Hurst wasn’t like that.

‘Some fellers live for it,’ Bliss said. ‘A hell of a lorra fellers live for it. Bang – something flying up out of the grass, the bigger the better. Foxes, badgers, they can justify it – stock gerrin slaughtered, lambs, chickens, cattle contracting TB. They still gerra lorra fun out of it, but…’

‘The justification almost makes a virtue out of it,’ Annie said.

‘Exactly. Some of these fellers – never admit to it in a million years – dream of killing a human being. Even good old Slim Fiddler came close to it. They’d like to be in the SAS. Obviously not the bit where you’ve gorra jog twenty-five miles with a fifty-pound pack on your back, but the endgame, where it’s kill or be killed.
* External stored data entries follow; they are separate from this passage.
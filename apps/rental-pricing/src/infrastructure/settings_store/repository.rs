//! Supabase settings repository.

use async_trait::async_trait;
use reqwest::{Client, StatusCode};

use crate::application::ports::{SettingsError, SettingsRepositoryPort};
use crate::domain::settings::BusinessSettingRow;

use super::api_types::PostgrestErrorResponse;
use super::config::SupabaseSettingsConfig;
use super::error::SupabaseError;

/// Reads business settings rows through Supabase's PostgREST endpoint.
#[derive(Debug, Clone)]
pub struct SupabaseSettingsRepository {
    client: Client,
    api_key: String,
    rows_url: String,
}

impl SupabaseSettingsRepository {
    /// Create a new repository from config.
    ///
    /// # Errors
    ///
    /// Returns `SupabaseError::NotConfigured` if the URL or API key is empty,
    /// or `SupabaseError::Network` if the HTTP client cannot be built.
    pub fn new(config: &SupabaseSettingsConfig) -> Result<Self, SupabaseError> {
        if config.url.trim().is_empty() {
            return Err(SupabaseError::NotConfigured("url is empty".to_string()));
        }
        if config.api_key.is_empty() {
            return Err(SupabaseError::NotConfigured("api_key is empty".to_string()));
        }

        let client = Client::builder()
            .timeout(config.timeout)
            .build()
            .map_err(|e| SupabaseError::Network(e.to_string()))?;

        Ok(Self {
            client,
            api_key: config.api_key.clone(),
            rows_url: config.rows_url(),
        })
    }

    /// Fetch every row, one request, no retries.
    async fn fetch_rows(&self) -> Result<Vec<BusinessSettingRow>, SupabaseError> {
        let response = self
            .client
            .get(&self.rows_url)
            .header("apikey", &self.api_key)
            .bearer_auth(&self.api_key)
            .header("Accept", "application/json")
            .send()
            .await
            .map_err(|e| SupabaseError::Network(e.to_string()))?;

        let status = response.status();
        let body = response
            .text()
            .await
            .map_err(|e| SupabaseError::Network(e.to_string()))?;

        if status.is_success() {
            return serde_json::from_str(&body).map_err(|e| SupabaseError::JsonParse(e.to_string()));
        }

        let message = serde_json::from_str::<PostgrestErrorResponse>(&body)
            .map_or(body, |err| err.describe());

        match status {
            StatusCode::UNAUTHORIZED | StatusCode::FORBIDDEN => Err(SupabaseError::Unauthorized {
                status: status.as_u16(),
                message,
            }),
            _ => Err(SupabaseError::Api {
                status: status.as_u16(),
                message,
            }),
        }
    }
}

#[async_trait]
impl SettingsRepositoryPort for SupabaseSettingsRepository {
    async fn fetch_all(&self) -> Result<Vec<BusinessSettingRow>, SettingsError> {
        match self.fetch_rows().await {
            Ok(rows) => {
                tracing::debug!(rows = rows.len(), "Fetched business settings rows");
                Ok(rows)
            }
            Err(e) => {
                tracing::warn!(error = %e, "Business settings read failed");
                Err(e.into())
            }
        }
    }
}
Preferably without the being-killed bit.’

‘Why didn’t we have Hurst in the frame earlier?’

‘Because we’re not looking for fellers like him right now. We never have. We’re all looking for Islamic terrorists and creepy blokes with computers full of kiddie-porn. And because killers are invisible in the countryside. And because—’ Bliss choked back the dark laughter. ‘Because he’s a civil sairvant.’

‘Linked to a bureaucracy geared to making more and more farmland available for development,’ Annie said. ‘Run by politicians financed by builders. He’s killing for the economy. Or this could all be madness. No clear explanation.’ She sank back behind the wheel. ‘What the hell am I saying? This is not how I talk.’